Should people really get credit for teaching things by accident? It’s not for me to say. I don’t make the rules, I’m just a teacher.
Although, now that I think about it, the very idea that these kids could teach me more than I can teach them gets me a little hot under the collar. I went through four years of college and two years of graduate school and took on a mountain of debt to become a teacher, and if any one of those kids thinks that they’re going to teach me half as much as I teach them, they got another thing coming. If that ever happened, I’d quit out of embarrassment, and then nobody would be teaching anybody anything.
The other day, a student asked me, “Why aren’t birds my friends?” Was that supposed to be some kind of half-assed lesson? What the hell does it even mean? They will have to try a lot harder than that if they want to teach me something. And for the record, that same kid couldn’t name a single one of the days of the week before this school year started. Now he knows all seven of them. I’m pretty sure that if I wanted to, I could count each of those days as a separate thing I taught him. Me: seven. Kid: zero.

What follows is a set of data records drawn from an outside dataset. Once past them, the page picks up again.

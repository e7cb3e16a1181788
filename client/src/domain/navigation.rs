//! Page navigation targets.
//!
//! Use cases finish by naming the page the user goes to next. The hrefs are
//! the static pages of the browser front ends; the CLI maps each one to the
//! subcommand that shows the same view.

use std::fmt;

use super::PostSlug;

/// A page the user can be sent to.
#[derive(Debug, Clone, PartialEq, Eq)]
pub enum Page {
    /// Login form.
    Login,
    /// Dashboard or post list.
    Index,
    /// Transaction edit form.
    Edit {
        /// Transaction identifier.
        id: i64,
    },
    /// Post detail view.
    Detail {
        /// Post slug.
        slug: PostSlug,
    },
}

impl Page {
    /// Relative href of the page, including its query parameter.
    ///
    /// # Examples
    /// ```
    /// use client::domain::{Page, PostSlug};
    ///
    /// assert_eq!(Page::Edit { id: 7 }.href(), "edit.html?id=7");
    /// let slug = PostSlug::new("hello").unwrap();
    /// assert_eq!(Page::Detail { slug }.href(), "detail.html?slug=hello");
    /// ```
    pub fn href(&self) -> String {
        match self {
            Self::Login => "login.html".to_owned(),
            Self::Index => "index.html".to_owned(),
            Self::Edit { id } => format!("edit.html?id={id}"),
            Self::Detail { slug } => format!("detail.html?slug={slug}"),
        }
    }
}

impl fmt::Display for Page {
    fn fmt(&self, f: &mut fmt::Formatter<'_>) -> fmt::Result {
        f.write_str(&self.href())
    }
}
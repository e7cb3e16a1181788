//! Error surface and navigation for the terminal.
//!
//! Output goes to the `out` writer, error messages to `err`. A failure that
//! demands a redirect is shown as navigation to the login page instead of a
//! message.

use std::io::{self, BufRead, Write};

use crate::domain::{Error, Page};

/// Which front end is running; decides the command each page maps to.
#[derive(Debug, Clone, Copy, PartialEq, Eq)]
pub enum App {
    /// `expenses` binary.
    Expenses,
    /// `blog` binary.
    Blog,
}

impl App {
    /// Binary name.
    pub fn name(self) -> &'static str {
        match self {
            Self::Expenses => "expenses",
            Self::Blog => "blog",
        }
    }

    /// Command that shows `page`.
    ///
    /// # Examples
    /// ```
    /// use client::domain::Page;
    /// use client::inbound::cli::App;
    ///
    /// assert_eq!(App::Expenses.command_for(&Page::Edit { id: 4 }), "expenses edit 4");
    /// ```
    pub fn command_for(self, page: &Page) -> String {
        let name = self.name();
        match (self, page) {
            (_, Page::Login) => format!("{name} login"),
            (Self::Expenses, Page::Index) => format!("{name} dashboard"),
            (Self::Blog, Page::Index) => format!("{name} list"),
            (_, Page::Edit { id }) => format!("{name} edit {id}"),
            (_, Page::Detail { slug }) => format!("{name} show {slug}"),
        }
    }
}

/// How a command ended.
#[derive(Debug, Clone, Copy, PartialEq, Eq)]
pub enum Outcome {
    /// The use case completed.
    Completed,
    /// The use case failed and the failure was surfaced.
    Failed,
}

/// Terminal attached to an input and two output streams.
pub struct Terminal<I, O, E> {
    app: App,
    input: I,
    out: O,
    err: E,
}

impl<I, O, E> Terminal<I, O, E>
where
    I: BufRead,
    O: Write,
    E: Write,
{
    /// Wrap the given streams.
    pub fn new(app: App, input: I, out: O, err: E) -> Self {
        Self {
            app,
            input,
            out,
            err,
        }
    }

    /// Front end this terminal belongs to.
    pub fn app(&self) -> App {
        self.app
    }

    /// Write rendered output.
    pub fn show(&mut self, text: &str) -> io::Result<()> {
        writeln!(self.out, "{text}")
    }

    /// Announce the next page and the command that opens it.
    pub fn navigate(&mut self, page: &Page) -> io::Result<()> {
        writeln!(
            self.out,
            "-> {} (run `{}`)",
            page.href(),
            self.app.command_for(page)
        )
    }

    /// Surface a failure: redirect when the session is gone, otherwise
    /// write the message to the error stream.
    pub fn show_error(&mut self, error: &Error) -> io::Result<Outcome> {
        tracing::debug!(code = ?error.code(), %error, "use case failed");
        if let Some(page) = error.redirect() {
            self.navigate(&page)?;
        } else {
            writeln!(self.err, "Error: {}", error.user_message())?;
        }
        Ok(Outcome::Failed)
    }

    /// Show a partial failure without ending the command.
    pub fn warn(&mut self, error: &Error) -> io::Result<()> {
        writeln!(self.err, "Error: {}", error.user_message())
    }

    /// Ask a yes/no question; anything but `y`/`yes` declines.
    pub fn confirm(&mut self, question: &str) -> io::Result<bool> {
        write!(self.out, "{question} [y/N] ")?;
        self.out.flush()?;
        let answer = self.read_line()?;
        Ok(matches!(answer.to_ascii_lowercase().as_str(), "y" | "yes"))
    }

    /// Ask for a value, e.g. a password not given on the command line.
    pub fn prompt(&mut self, label: &str) -> io::Result<String> {
        write!(self.out, "{label}: ")?;
        self.out.flush()?;
        self.read_line()
    }

    /// Consume the terminal and return its streams.
    pub fn into_parts(self) -> (I, O, E) {
        (self.input, self.out, self.err)
    }

    fn read_line(&mut self) -> io::Result<String> {
        let mut line = String::new();
        self.input.read_line(&mut line)?;
        Ok(line.trim_end_matches(['\r', '\n']).to_owned())
    }
}
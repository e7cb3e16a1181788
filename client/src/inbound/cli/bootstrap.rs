//! Process setup shared by both binaries: tracing and client wiring.

use std::ffi::OsString;
use std::io;
use std::path::PathBuf;
use std::sync::Arc;

use ortho_config::OrthoConfig;
use tracing::{debug, warn};
use tracing_subscriber::{EnvFilter, fmt};

use crate::config::ClientSettings;
use crate::domain::ApiClient;
use crate::outbound::http::{HttpApiTransport, HttpTransportSettings};
use crate::outbound::session::FileSessionStore;

use super::App;

/// Client used by the binaries.
pub type CliClient = ApiClient<HttpApiTransport, FileSessionStore>;

/// Values given on the command line that win over loaded settings.
#[derive(Debug, Clone, Default, PartialEq, Eq)]
pub struct ClientOverrides {
    /// `--base-url`.
    pub base_url: Option<String>,
    /// `--session-file`.
    pub session_file: Option<PathBuf>,
}

impl ClientOverrides {
    fn apply(&self, mut settings: ClientSettings) -> ClientSettings {
        if let Some(base_url) = &self.base_url {
            settings.base_url = Some(base_url.clone());
        }
        if let Some(session_file) = &self.session_file {
            settings.session_file = Some(session_file.clone());
        }
        settings
    }
}

/// Install a JSON subscriber on stderr filtered by `RUST_LOG`.
pub fn init_tracing() {
    if let Err(e) = fmt()
        .with_env_filter(EnvFilter::from_default_env())
        .with_writer(io::stderr)
        .json()
        .try_init()
    {
        warn!(error = %e, "tracing init failed");
    }
}

/// Load settings for `app` from the environment and config files.
///
/// # Errors
///
/// Returns an error when the configuration cannot be read.
pub fn load_settings(app: App) -> io::Result<ClientSettings> {
    ClientSettings::load_from_iter([OsString::from(app.name())])
        .map_err(|error| io::Error::other(error.to_string()))
}

/// Build the HTTP client for `app`.
///
/// # Errors
///
/// Returns an error when the base URL is invalid or the HTTP client cannot
/// be constructed.
pub fn build_client(
    app: App,
    settings: ClientSettings,
    overrides: &ClientOverrides,
) -> io::Result<CliClient> {
    let settings = overrides.apply(settings);
    let base_url = settings.base_url().map_err(io::Error::other)?;
    let session_file = settings.session_file(app.name());
    debug!(%base_url, session_file = %session_file.display(), "client configured");

    let transport = HttpApiTransport::new(
        HttpTransportSettings::new(base_url).with_timeout(settings.request_timeout()),
    )
    .map_err(io::Error::other)?;
    Ok(ApiClient::new(
        Arc::new(transport),
        Arc::new(FileSessionStore::new(session_file)),
    ))
}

To that point, by my rough calculations, I have taught these kids a total of 4,268 things, which averages out to 304.86 things per student, while they have taught me approximately 4.5 things total, and that’s if I’m being generous. The entire school year has been a blowout of epic proportions, as I jumped out to a huge lead on the very first day of class and never looked back. By every conceivable measure, I out-taught these kids.
And if you ask me, there is nothing more rewarding than that.